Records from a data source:
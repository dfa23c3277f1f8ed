//! # Dreams Common Library
//!
//! Shared code for the Dreams player (dreams-ap) and stream daemon (dreams-sd):
//! - Clip catalog
//! - Play-count store and weighted clip selector
//! - Crossfade timing and fade curve definitions
//! - Event types (DreamsEvent) and SSE helper
//! - Configuration loading and settings database

pub mod catalog;
pub mod config;
pub mod db;
pub mod error;
pub mod events;
pub mod fade_curves;
pub mod play_counts;
pub mod selector;
pub mod sse;
pub mod timing;

pub use catalog::{Catalog, Clip, ClipId};
pub use error::{Error, Result};
pub use fade_curves::FadeCurve;
pub use play_counts::{PlayCountStore, PlayCounts};
pub use selector::Selector;
pub use timing::CrossfadeTiming;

Task instructions:
Please copy the line that contains "and SSE helper" and each line after it through the end of the records, exactly, and no other lines.

Solution for this problem:
//! - Event types (DreamsEvent) and SSE helper
//! - Configuration loading and settings database

pub mod catalog;
pub mod config;
pub mod db;
pub mod error;
pub mod events;
pub mod fade_curves;
pub mod play_counts;
pub mod selector;
pub mod sse;
pub mod timing;

pub use catalog::{Catalog, Clip, ClipId};
pub use error::{Error, Result};
pub use fade_curves::FadeCurve;
pub use play_counts::{PlayCountStore, PlayCounts};
pub use selector::Selector;
pub use timing::CrossfadeTiming;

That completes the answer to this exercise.